»»
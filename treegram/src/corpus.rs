//! Treebank file access.
//!
//! A treebank is a plain text file carrying one bracketed tree per line.
//! Blank lines and lines whose first non-space character is `#` are
//! skipped without comment.

use std::fs::File;
use std::io::{self, BufRead, BufReader};
use std::path::{Path, PathBuf};

use treegram_core::{ModelError, Tree};

/// Line-oriented reader over a treebank file.
///
/// Iteration yields `(line_number, parse_result)` for every candidate
/// line, leaving the malformed-tree policy to the caller.
pub struct Treebank {
    reader: BufReader<File>,
    path: PathBuf,
    line: usize,
}

impl Treebank {
    pub fn open<P: AsRef<Path>>(path: P) -> io::Result<Self> {
        let path = path.as_ref().to_path_buf();
        let file = File::open(&path)?;
        Ok(Treebank {
            reader: BufReader::new(file),
            path,
            line: 0,
        })
    }

    pub fn path(&self) -> &Path {
        &self.path
    }
}

impl Iterator for Treebank {
    type Item = (usize, Result<Tree, ModelError>);

    fn next(&mut self) -> Option<Self::Item> {
        let mut buf = String::new();
        loop {
            buf.clear();
            match self.reader.read_line(&mut buf) {
                Ok(0) => return None,
                Ok(_) => {}
                Err(e) => {
                    self.line += 1;
                    return Some((self.line, Err(ModelError::Io(e))));
                }
            }
            self.line += 1;
            let text = buf.trim();
            if text.is_empty() || text.starts_with('#') {
                continue;
            }
            return Some((self.line, Tree::parse(text)));
        }
    }
}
««
Task to carry out: Write down every line of the data above that includes the string "usize".

Answer section:
    line: usize,
    type Item = (usize, Result<Tree, ModelError>);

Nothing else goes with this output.